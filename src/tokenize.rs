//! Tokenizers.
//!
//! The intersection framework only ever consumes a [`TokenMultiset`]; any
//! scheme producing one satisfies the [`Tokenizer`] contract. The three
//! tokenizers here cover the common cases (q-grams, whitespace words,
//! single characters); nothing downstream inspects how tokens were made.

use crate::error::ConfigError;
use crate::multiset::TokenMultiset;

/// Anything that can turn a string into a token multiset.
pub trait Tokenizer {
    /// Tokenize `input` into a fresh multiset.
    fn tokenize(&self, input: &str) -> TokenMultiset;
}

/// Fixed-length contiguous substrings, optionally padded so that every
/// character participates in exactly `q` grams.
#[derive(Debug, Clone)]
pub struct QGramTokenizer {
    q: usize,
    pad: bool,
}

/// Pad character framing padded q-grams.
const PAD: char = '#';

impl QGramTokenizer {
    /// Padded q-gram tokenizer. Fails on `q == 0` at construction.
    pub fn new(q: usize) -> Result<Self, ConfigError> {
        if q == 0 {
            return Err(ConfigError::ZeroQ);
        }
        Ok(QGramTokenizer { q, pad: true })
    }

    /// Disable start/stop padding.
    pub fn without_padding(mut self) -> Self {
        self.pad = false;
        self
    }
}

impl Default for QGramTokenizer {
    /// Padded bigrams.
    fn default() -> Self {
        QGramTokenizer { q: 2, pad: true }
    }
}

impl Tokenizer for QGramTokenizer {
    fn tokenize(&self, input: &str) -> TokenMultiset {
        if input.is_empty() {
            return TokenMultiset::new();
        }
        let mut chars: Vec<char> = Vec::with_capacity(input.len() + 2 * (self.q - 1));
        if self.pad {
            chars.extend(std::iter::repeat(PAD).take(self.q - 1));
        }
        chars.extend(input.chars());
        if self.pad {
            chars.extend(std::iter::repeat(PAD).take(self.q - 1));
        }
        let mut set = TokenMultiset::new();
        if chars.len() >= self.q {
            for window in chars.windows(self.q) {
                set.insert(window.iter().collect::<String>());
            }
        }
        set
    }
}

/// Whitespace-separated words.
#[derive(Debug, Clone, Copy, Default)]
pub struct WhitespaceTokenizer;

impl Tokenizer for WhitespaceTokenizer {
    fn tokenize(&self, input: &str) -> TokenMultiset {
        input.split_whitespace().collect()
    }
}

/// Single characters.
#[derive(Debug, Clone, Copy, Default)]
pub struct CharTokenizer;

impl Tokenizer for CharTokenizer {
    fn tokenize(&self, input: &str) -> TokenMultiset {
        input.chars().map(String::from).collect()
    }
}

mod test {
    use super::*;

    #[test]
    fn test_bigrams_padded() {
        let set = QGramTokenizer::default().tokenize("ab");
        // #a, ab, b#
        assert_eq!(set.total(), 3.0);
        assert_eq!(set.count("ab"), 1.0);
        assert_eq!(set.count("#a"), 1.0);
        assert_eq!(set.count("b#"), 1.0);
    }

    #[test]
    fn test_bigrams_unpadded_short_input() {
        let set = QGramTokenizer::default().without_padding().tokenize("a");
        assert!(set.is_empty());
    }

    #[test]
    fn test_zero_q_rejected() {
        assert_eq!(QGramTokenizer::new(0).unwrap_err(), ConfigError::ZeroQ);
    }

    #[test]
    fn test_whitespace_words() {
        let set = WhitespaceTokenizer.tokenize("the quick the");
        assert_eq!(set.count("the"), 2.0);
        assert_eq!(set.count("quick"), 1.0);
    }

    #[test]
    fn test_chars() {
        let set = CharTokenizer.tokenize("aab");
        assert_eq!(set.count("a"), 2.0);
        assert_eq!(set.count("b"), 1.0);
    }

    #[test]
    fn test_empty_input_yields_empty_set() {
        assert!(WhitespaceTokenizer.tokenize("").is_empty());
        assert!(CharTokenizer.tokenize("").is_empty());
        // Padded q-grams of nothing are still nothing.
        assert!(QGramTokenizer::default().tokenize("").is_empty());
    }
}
**********
▶ **ABOUT THIS TASK**
Show every line from the entries above in which the word "window" appears.

▶ **COMPLETED TASK**
            for window in chars.windows(self.q) {
                set.insert(window.iter().collect::<String>());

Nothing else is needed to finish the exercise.